#### Excerpted data

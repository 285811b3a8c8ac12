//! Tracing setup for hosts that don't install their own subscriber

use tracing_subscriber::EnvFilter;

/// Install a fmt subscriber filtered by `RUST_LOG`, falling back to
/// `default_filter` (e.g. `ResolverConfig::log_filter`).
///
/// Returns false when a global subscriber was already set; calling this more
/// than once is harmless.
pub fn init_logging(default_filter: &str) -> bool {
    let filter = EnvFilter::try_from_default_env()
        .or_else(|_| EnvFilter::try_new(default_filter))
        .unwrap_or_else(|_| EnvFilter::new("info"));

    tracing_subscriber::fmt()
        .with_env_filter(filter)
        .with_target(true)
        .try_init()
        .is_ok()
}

########
#### Excerpted data

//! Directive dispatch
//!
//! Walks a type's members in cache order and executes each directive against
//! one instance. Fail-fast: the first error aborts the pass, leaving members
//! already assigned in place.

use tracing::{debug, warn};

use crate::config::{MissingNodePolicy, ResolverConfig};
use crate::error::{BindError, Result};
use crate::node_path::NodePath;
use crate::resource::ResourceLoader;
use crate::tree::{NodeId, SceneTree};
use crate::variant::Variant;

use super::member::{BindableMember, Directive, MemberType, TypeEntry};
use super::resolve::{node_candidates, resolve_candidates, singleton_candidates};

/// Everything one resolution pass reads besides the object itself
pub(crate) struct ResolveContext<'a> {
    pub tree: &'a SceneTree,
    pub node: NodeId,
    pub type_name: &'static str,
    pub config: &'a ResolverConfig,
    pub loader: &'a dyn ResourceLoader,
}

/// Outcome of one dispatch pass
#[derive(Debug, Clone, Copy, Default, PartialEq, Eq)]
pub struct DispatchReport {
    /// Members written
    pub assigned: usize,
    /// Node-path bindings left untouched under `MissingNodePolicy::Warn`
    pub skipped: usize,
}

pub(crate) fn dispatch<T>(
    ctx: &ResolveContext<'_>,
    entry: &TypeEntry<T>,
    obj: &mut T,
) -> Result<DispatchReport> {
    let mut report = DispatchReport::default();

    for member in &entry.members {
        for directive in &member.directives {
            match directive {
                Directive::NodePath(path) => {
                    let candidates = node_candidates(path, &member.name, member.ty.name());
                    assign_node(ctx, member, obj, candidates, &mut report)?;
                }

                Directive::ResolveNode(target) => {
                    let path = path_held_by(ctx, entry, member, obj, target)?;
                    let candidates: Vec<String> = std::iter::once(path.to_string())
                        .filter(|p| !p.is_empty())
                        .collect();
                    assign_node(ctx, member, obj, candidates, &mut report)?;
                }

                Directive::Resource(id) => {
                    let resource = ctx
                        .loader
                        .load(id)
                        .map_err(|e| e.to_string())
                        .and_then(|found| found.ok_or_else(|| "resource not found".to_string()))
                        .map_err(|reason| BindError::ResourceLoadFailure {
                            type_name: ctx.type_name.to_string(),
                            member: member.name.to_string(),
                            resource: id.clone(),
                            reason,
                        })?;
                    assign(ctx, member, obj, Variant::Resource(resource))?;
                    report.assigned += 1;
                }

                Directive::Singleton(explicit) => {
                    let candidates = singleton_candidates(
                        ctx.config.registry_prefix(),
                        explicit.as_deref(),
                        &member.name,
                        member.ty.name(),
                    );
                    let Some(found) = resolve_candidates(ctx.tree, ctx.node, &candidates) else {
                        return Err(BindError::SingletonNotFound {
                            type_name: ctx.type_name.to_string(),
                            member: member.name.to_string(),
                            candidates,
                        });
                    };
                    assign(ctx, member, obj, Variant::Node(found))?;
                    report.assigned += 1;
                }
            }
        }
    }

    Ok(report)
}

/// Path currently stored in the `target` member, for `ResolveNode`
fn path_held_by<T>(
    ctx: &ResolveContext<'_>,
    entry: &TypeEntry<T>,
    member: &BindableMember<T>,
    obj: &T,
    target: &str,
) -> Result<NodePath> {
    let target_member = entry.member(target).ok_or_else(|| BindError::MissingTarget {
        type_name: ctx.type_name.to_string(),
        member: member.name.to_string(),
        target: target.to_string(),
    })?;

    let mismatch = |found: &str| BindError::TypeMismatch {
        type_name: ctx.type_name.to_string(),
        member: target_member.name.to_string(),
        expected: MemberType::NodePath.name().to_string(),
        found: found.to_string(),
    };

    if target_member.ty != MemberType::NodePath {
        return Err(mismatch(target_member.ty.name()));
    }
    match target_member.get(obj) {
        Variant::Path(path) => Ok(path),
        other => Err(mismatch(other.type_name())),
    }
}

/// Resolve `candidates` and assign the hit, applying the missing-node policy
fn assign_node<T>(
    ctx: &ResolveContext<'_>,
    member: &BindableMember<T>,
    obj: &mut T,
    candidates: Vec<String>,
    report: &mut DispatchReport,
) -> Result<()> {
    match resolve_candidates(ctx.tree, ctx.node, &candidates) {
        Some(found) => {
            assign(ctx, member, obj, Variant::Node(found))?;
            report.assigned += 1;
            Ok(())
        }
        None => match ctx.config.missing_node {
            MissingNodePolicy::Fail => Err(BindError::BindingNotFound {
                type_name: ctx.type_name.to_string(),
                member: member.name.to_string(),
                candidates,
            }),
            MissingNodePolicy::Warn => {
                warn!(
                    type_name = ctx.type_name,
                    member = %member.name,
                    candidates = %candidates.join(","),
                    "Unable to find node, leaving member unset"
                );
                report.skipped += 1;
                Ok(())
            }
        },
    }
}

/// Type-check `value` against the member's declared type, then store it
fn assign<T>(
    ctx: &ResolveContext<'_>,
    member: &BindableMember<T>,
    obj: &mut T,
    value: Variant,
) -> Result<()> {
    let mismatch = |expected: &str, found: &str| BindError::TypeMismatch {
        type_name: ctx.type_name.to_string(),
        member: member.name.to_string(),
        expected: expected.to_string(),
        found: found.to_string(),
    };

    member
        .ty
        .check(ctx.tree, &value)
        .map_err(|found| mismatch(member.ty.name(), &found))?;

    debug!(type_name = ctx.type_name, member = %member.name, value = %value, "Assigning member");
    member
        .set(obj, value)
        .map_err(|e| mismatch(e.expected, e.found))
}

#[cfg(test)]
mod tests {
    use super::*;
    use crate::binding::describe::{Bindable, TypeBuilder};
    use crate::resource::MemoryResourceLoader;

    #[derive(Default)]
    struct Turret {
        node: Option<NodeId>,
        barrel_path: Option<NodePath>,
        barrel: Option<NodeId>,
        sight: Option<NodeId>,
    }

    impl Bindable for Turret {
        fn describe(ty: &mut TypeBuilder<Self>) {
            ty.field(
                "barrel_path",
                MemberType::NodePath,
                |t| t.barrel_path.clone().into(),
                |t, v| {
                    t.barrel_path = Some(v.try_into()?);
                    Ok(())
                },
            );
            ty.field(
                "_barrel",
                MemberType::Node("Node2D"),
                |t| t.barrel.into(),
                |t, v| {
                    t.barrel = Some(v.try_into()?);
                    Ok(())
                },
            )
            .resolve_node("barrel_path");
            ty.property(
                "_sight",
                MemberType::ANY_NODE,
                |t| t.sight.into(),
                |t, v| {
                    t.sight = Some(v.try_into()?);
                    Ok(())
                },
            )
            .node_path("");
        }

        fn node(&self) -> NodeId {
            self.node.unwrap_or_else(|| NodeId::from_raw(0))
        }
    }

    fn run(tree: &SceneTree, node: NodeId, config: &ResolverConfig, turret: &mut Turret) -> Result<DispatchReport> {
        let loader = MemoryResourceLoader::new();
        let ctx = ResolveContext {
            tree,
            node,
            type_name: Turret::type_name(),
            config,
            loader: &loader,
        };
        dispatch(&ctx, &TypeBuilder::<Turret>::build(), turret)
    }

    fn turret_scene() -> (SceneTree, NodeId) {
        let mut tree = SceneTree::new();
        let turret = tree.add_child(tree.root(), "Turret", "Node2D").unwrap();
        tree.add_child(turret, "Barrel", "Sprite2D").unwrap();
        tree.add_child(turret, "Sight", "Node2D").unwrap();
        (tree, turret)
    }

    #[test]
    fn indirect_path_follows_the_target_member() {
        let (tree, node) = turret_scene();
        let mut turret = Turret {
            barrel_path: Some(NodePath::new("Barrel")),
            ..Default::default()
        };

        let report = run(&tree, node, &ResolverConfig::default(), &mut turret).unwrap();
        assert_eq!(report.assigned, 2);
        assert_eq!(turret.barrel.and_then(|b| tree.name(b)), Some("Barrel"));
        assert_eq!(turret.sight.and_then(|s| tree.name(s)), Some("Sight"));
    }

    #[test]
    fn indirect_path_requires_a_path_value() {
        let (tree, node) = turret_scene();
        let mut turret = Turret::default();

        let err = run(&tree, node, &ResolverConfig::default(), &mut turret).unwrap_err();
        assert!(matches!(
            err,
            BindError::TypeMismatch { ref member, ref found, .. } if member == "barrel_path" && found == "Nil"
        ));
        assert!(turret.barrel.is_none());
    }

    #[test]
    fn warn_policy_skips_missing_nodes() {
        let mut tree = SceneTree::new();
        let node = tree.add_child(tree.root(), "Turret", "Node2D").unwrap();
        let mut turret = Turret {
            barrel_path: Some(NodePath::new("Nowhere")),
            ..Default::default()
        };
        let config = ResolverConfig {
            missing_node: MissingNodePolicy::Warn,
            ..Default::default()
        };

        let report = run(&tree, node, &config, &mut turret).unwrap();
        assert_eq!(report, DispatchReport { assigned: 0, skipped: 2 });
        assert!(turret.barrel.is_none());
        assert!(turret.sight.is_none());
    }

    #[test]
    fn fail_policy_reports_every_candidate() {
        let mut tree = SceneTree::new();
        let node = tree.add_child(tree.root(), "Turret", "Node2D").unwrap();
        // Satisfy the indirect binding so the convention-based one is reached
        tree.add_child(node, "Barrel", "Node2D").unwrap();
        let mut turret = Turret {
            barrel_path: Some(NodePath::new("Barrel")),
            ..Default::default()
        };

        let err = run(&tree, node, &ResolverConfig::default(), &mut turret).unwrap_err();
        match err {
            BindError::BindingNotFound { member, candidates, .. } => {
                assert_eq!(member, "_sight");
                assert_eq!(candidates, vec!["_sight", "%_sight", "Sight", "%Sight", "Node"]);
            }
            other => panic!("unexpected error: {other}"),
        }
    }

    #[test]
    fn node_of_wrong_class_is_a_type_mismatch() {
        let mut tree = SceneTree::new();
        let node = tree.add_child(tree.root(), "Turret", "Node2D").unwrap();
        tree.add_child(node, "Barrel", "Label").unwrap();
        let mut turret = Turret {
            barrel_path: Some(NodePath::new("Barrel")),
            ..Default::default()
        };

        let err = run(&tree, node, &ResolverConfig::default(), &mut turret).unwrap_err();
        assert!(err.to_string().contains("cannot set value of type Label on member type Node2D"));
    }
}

########

Exercise:
Return each line above where the word "MemoryResourceLoader" shows up.

Answer section:
    use crate::resource::MemoryResourceLoader;
        let loader = MemoryResourceLoader::new();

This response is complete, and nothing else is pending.